When Bing Xin was five years old, her mother abandoned her and moved away with Han. She stayed and grew up in the Ye He Na La family's mark.

- Assassination:
The Master ordered her to kill Lan Ling Wang in order to prevent him from lifting the curse put upon him, but because she was already in love with him, she could not bear to do it, and was therefore killed by the assassin Zack, who was Xia Tian's alternate counterpart from the Bronze Dimension.

- Rescue mission:
Everybody believed that she was dead until Han starts sensing her pain and hearing her cry for help, and then they realize that she is being held in a dark dimension where ordinary "Yi Neng Xing Zhe" are converted into demons. They manage to find a way to reclaim her body and soul. However, because her transformation to becoming a demon was interrupted, she began to die slowly.

- Last days:
In order to let Bing Xin spend more time with Lan Ling Wang, Han lends her her life force for three days, which is then the life force must be returned, or else she will die in Bing Xin's place. Though Lan Ling Wang is resistant to let her go, they decide to make the best of their last days together. The two eventually get married and say goodbye to each other in the morning.

- Visions:
During Bing Xin's absence, Han receives multiple visions of her past - mostly her happy moments with Lan Ling Wang. It was via these visions that they discover that Han and Bing Xin are sisters.

Specialty:
Her powers have never been demonstrated, but she is known for being very powerful due to her blood relation to the Han Ke La Ma family.

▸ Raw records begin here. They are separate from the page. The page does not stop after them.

//! Wire codec for the Paybooks `PayslipDownload` endpoint.
//!
//! Both directions wrap JSON in base64: the request is sent as the form field
//! `requestData`, the response carries `responseData`.

use crate::PaybooksClient;
use base64::{engine::general_purpose::STANDARD, Engine as _};
use payslip_core::{FetchError, MonthKey};
use percent_encoding::percent_decode_str;
use serde::{Deserialize, Serialize};

/// Form field carrying the encoded request.
pub const REQUEST_FIELD: &str = "requestData";

/// Payload inside `requestData`.
#[derive(Debug, Clone, PartialEq, Eq, Serialize, Deserialize)]
#[serde(rename_all = "PascalCase")]
pub struct PayslipRequest {
    pub payslip_month: String,
    pub is_mail_request: bool,
    pub login_token: String,
    pub is_send_mail: bool,
}

impl PayslipRequest {
    pub fn new(month: &MonthKey, login_token: impl Into<String>) -> Self {
        Self {
            payslip_month: month.api_month(),
            is_mail_request: false,
            login_token: login_token.into(),
            is_send_mail: false,
        }
    }

    pub fn encode(&self) -> Result<String, FetchError> {
        let json = serde_json::to_string(self)
            .map_err(|e| FetchError::Transport(format!("Failed to encode request: {}", e)))?;
        Ok(STANDARD.encode(json))
    }
}

#[derive(Debug, Deserialize)]
#[serde(rename_all = "camelCase")]
struct ResponseEnvelope {
    response_data: Option<String>,
}

#[derive(Debug, Deserialize)]
#[serde(rename_all = "camelCase")]
struct PayslipResponse {
    #[serde(default)]
    is_success: Option<bool>,
    #[serde(default)]
    file_content_base64: Option<String>,
    #[serde(default)]
    error_message: Option<String>,
}

/// Decode a response body into PDF bytes.
///
/// Returns `None` for anything that is not a successful, non-empty document;
/// the reason is logged.
pub fn decode_response(body: &str) -> Option<Vec<u8>> {
    let envelope: ResponseEnvelope = match serde_json::from_str(body) {
        Ok(envelope) => envelope,
        Err(e) => {
            tracing::error!(error = %e, "Failed to parse API response");
            return None;
        }
    };

    let Some(encoded) = envelope.response_data else {
        tracing::error!("API response has no responseData");
        return None;
    };

    let payload: PayslipResponse = match decode_base64(&encoded)
        .and_then(|raw| serde_json::from_slice(&raw).map_err(|e| e.to_string()))
    {
        Ok(payload) => payload,
        Err(e) => {
            tracing::error!(error = %e, "Failed to decode responseData");
            return None;
        }
    };

    if payload.is_success != Some(true) {
        let message = payload.error_message.as_deref().unwrap_or("Unknown error");
        tracing::error!(error_message = %message, "API returned error");
        return None;
    }

    let Some(content) = payload.file_content_base64.filter(|c| !c.trim().is_empty()) else {
        tracing::error!("No PDF content in response");
        return None;
    };

    match decode_base64(&content) {
        Ok(pdf) if pdf.is_empty() => {
            tracing::error!("PDF content decoded to zero bytes");
            None
        }
        Ok(pdf) => Some(pdf),
        Err(e) => {
            tracing::error!(error = %e, "Failed to decode PDF content");
            None
        }
    }
}

/// Pull `LoginToken` out of a `requestData` value captured from the portal's
/// network traffic. Accepts percent-encoded input.
pub fn extract_login_token(request_data: &str) -> Option<String> {
    let raw = request_data.trim();
    let raw = raw.strip_prefix("requestData=").unwrap_or(raw);
    let unquoted = if raw.contains('%') {
        percent_decode_str(raw).decode_utf8().ok()?.into_owned()
    } else {
        raw.to_string()
    };

    let decoded = decode_base64(&unquoted).ok()?;
    let value: serde_json::Value = serde_json::from_slice(&decoded).ok()?;
    value
        .get("LoginToken")
        .and_then(|token| token.as_str())
        .map(str::trim)
        .filter(|token| !token.is_empty())
        .map(str::to_string)
}

fn decode_base64(data: &str) -> Result<Vec<u8>, String> {
    let compact: String = data.chars().filter(|c| !c.is_ascii_whitespace()).collect();
    STANDARD.decode(compact).map_err(|e| e.to_string())
}

impl PaybooksClient {
    /// Download one month's pay slip. Exactly one HTTP call, no retries.
    ///
    /// `Ok(None)` means the service answered but had no usable document.
    pub async fn download_payslip(
        &self,
        login_token: &str,
        month: &MonthKey,
    ) -> Result<Option<Vec<u8>>, FetchError> {
        let request_data = PayslipRequest::new(month, login_token).encode()?;
        tracing::info!(month = %month.api_month(), "API request for month");

        let body = self.post_form(&[(REQUEST_FIELD, request_data.as_str())]).await?;
        Ok(decode_response(&body))
    }
}
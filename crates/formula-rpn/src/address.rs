//! Cell coordinates and A1/R1C1 reference helpers.
//!
//! Rows and columns are **0-indexed** (`row = 0` is Excel row `1`, `col = 0` is column `A`).

use std::fmt::Write;

use serde::{Deserialize, Serialize};

/// BIFF8 sheet limits: 65,536 rows by 256 columns.
pub const BIFF8_MAX_ROW: u32 = 0xFFFF;
pub const BIFF8_MAX_COL: u32 = 0xFF;

/// A concrete cell position, used for the relative-addressing anchor.
#[derive(Debug, Clone, Copy, Default, PartialEq, Eq, Hash, Serialize, Deserialize)]
pub struct CellCoord {
    pub row: u32,
    pub col: u32,
}

impl CellCoord {
    pub const fn new(row: u32, col: u32) -> Self {
        Self { row, col }
    }

    pub fn to_a1(self) -> String {
        let mut out = String::new();
        push_column_label(self.col, &mut out);
        let _ = write!(&mut out, "{}", self.row + 1);
        out
    }
}

/// A cell address as carried by reference ptgs.
///
/// For plain references `row`/`col` are sheet coordinates. For offset-form references (relative
/// addressing mode) each relative axis holds the signed distance from the anchor cell, while
/// absolute axes keep the raw coordinate.
#[derive(Debug, Clone, Copy, PartialEq, Eq, Hash, Serialize, Deserialize)]
pub struct CellAddr {
    pub row: i32,
    pub col: i32,
    pub row_abs: bool,
    pub col_abs: bool,
}

impl CellAddr {
    pub const fn new(row: i32, col: i32, row_abs: bool, col_abs: bool) -> Self {
        Self {
            row,
            col,
            row_abs,
            col_abs,
        }
    }

    /// A fully relative address (`A1` style, no `$`).
    pub const fn relative(row: i32, col: i32) -> Self {
        Self::new(row, col, false, false)
    }

    /// A fully absolute address (`$A$1` style).
    pub const fn absolute(row: i32, col: i32) -> Self {
        Self::new(row, col, true, true)
    }

    /// Re-express this address as an offset from `anchor`.
    ///
    /// Absolute axes are kept as-is; relative axes become `coordinate - anchor`.
    pub fn offset_from(self, anchor: CellCoord) -> Self {
        let row = if self.row_abs {
            self.row
        } else {
            self.row - anchor.row as i32
        };
        let col = if self.col_abs {
            self.col
        } else {
            self.col - anchor.col as i32
        };
        Self { row, col, ..self }
    }

    /// Mark both axes absolute, keeping the coordinates.
    pub fn into_absolute(self) -> Self {
        Self {
            row_abs: true,
            col_abs: true,
            ..self
        }
    }

    /// Render as A1 text (`$B$2`). Negative offsets render as `R[-1]C[-1]`-style R1C1 text.
    pub fn to_a1(self) -> String {
        let mut out = String::new();
        if self.row < 0 || self.col < 0 {
            let _ = write!(&mut out, "R[{}]C[{}]", self.row, self.col);
            return out;
        }
        if self.col_abs {
            out.push('$');
        }
        push_column_label(self.col as u32, &mut out);
        if self.row_abs {
            out.push('$');
        }
        let _ = write!(&mut out, "{}", self.row + 1);
        out
    }
}

/// Convert a 0-based column index to an Excel column label and append it to `out`.
pub fn push_column_label(mut col: u32, out: &mut String) {
    // Excel column labels are 1-based.
    col += 1;
    let mut buf = [0u8; 10];
    let mut i = 0usize;
    while col > 0 {
        let rem = ((col - 1) % 26) as u8;
        buf[i] = b'A' + rem;
        i += 1;
        col = (col - 1) / 26;
    }
    for ch in buf[..i].iter().rev() {
        out.push(*ch as char);
    }
}

/// Convert an Excel column label (`A`, `iv`) into a 0-based index.
pub fn column_label_to_index(label: &str) -> Option<u32> {
    if label.is_empty() || label.len() > 3 {
        return None;
    }
    let mut col: u32 = 0;
    for b in label.bytes() {
        if !b.is_ascii_alphabetic() {
            return None;
        }
        col = col * 26 + u32::from(b.to_ascii_uppercase() - b'A' + 1);
    }
    Some(col - 1)
}

/// Parse an A1-style cell reference with optional `$` markers (`B2`, `$B2`, `B$2`, `$B$2`).
///
/// Returns `None` when the text is not a complete reference or lies outside the BIFF8 grid.
pub fn parse_a1(text: &str) -> Option<CellAddr> {
    let bytes = text.as_bytes();
    let mut idx = 0usize;

    let col_abs = bytes.get(idx) == Some(&b'$');
    if col_abs {
        idx += 1;
    }
    let col_start = idx;
    while idx < bytes.len() && bytes[idx].is_ascii_alphabetic() {
        idx += 1;
    }
    let col = column_label_to_index(&text[col_start..idx])?;

    let row_abs = bytes.get(idx) == Some(&b'$');
    if row_abs {
        idx += 1;
    }
    let row_start = idx;
    while idx < bytes.len() && bytes[idx].is_ascii_digit() {
        idx += 1;
    }
    if idx == row_start || idx != bytes.len() {
        return None;
    }
    let row_1_based: u32 = text[row_start..idx].parse().ok()?;
    if row_1_based == 0 || row_1_based - 1 > BIFF8_MAX_ROW || col > BIFF8_MAX_COL {
        return None;
    }

    Some(CellAddr::new(
        (row_1_based - 1) as i32,
        col as i32,
        row_abs,
        col_abs,
    ))
}

/// Parse an R1C1-style reference (`R2C3`, `R[1]C[-1]`, `RC[2]`, `R[-1]C`), resolving relative
/// parts against `anchor`.
///
/// The result carries sheet coordinates; bracketed or omitted parts are relative axes.
pub fn parse_r1c1(text: &str, anchor: CellCoord) -> Option<CellAddr> {
    let rest = text.strip_prefix(['R', 'r'])?;
    let (row, row_abs, rest) = parse_r1c1_part(rest, anchor.row)?;
    let rest = rest.strip_prefix(['C', 'c'])?;
    let (col, col_abs, rest) = parse_r1c1_part(rest, anchor.col)?;
    if !rest.is_empty() {
        return None;
    }
    if row < 0 || col < 0 || row as u32 > BIFF8_MAX_ROW || col as u32 > BIFF8_MAX_COL {
        return None;
    }
    Some(CellAddr::new(row, col, row_abs, col_abs))
}

fn parse_r1c1_part(text: &str, anchor: u32) -> Option<(i32, bool, &str)> {
    if let Some(inner) = text.strip_prefix('[') {
        let end = inner.find(']')?;
        let delta: i32 = inner[..end].parse().ok()?;
        return Some((anchor as i32 + delta, false, &inner[end + 1..]));
    }

    let digits = text.bytes().take_while(u8::is_ascii_digit).count();
    if digits == 0 {
        return Some((anchor as i32, false, text));
    }
    let one_based: i32 = text[..digits].parse().ok()?;
    if one_based == 0 {
        return None;
    }
    Some((one_based - 1, true, &text[digits..]))
}

#[cfg(test)]
mod tests {
    use super::*;

    #[test]
    fn parses_a1_with_absolute_markers() {
        assert_eq!(parse_a1("A1"), Some(CellAddr::relative(0, 0)));
        assert_eq!(parse_a1("$B$2"), Some(CellAddr::absolute(1, 1)));
        assert_eq!(parse_a1("c$10"), Some(CellAddr::new(9, 2, true, false)));
        assert_eq!(parse_a1("IV65536"), Some(CellAddr::relative(65535, 255)));
    }

    #[test]
    fn rejects_non_references() {
        for text in ["", "A", "1", "A0", "IW1", "A65537", "A1B", "$$A1", "SUM"] {
            assert_eq!(parse_a1(text), None, "{text}");
        }
    }

    #[test]
    fn parses_r1c1_relative_to_anchor() {
        let anchor = CellCoord::new(4, 2);
        assert_eq!(parse_r1c1("R2C3", anchor), Some(CellAddr::absolute(1, 2)));
        assert_eq!(
            parse_r1c1("R[1]C[-1]", anchor),
            Some(CellAddr::relative(5, 1))
        );
        assert_eq!(parse_r1c1("RC[2]", anchor), Some(CellAddr::relative(4, 4)));
        assert_eq!(
            parse_r1c1("R[-1]C1", anchor),
            Some(CellAddr::new(3, 0, false, true))
        );
        assert_eq!(parse_r1c1("R[-5]C", anchor), None);
        assert_eq!(parse_r1c1("R1C1X", anchor), None);
    }

    #[test]
    fn column_labels_roundtrip() {
        let mut out = String::new();
        push_column_label(255, &mut out);
        assert_eq!(out, "IV");
        assert_eq!(column_label_to_index("IV"), Some(255));
        assert_eq!(column_label_to_index("a"), Some(0));
        assert_eq!(CellCoord::new(9, 27).to_a1(), "AB10");
    }

    #[test]
    fn offset_keeps_absolute_axes() {
        let anchor = CellCoord::new(10, 3);
        let addr = CellAddr::new(4, 1, true, false);
        assert_eq!(addr.offset_from(anchor), CellAddr::new(4, -2, true, false));
    }
}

Although this is not confirmed, there is a possibility that Bing Xin is another "original power-user of thunder" (雷的原位異能行者), because she and Han are made with the same cells.

Alternate counterpart:

Bing Xin is the second alternate counterpart of Cai Yun Han. Though she doesn't use the name Han, the meanings are still the same: Han (寒) means "cold", and Bing Xin (冰心) means "heart of ice".
In the Gold Dimension: Cai Yun Han (蔡雲寒) the 7th ranked KO fighter from the first series KO One (終極一班).
In the Silver Dimension: Da Qiao from the third series K.O.3an Guo (終極三國). Da Qiao is known as the most beautiful student in Jiangdong High School (江東高校) and is Xiao Qiao (小喬)'s older sister.

===The Fire Ambassador (火焰使者)===
Status: Alive.
Fighting Points:Stated by Xia Liu as One Nonillion(One with 30 zeros)
Actor: Wu Chun (吳尊) - Fahrenheit (飛輪海).

Biography:
The Fire Ambassador is an executor who stops chaos and restores balance to a dimension, presumably good by nature. Whenever a dimension runs amuck, he will appear to annihilate all the evil with his power of fire. However, this also means that he will eliminate all life in that dimension making the circle of life start over again. from the very beginning. No one can stop him, not even Zhong Ji Tie Ke Ren (終極鐵克人).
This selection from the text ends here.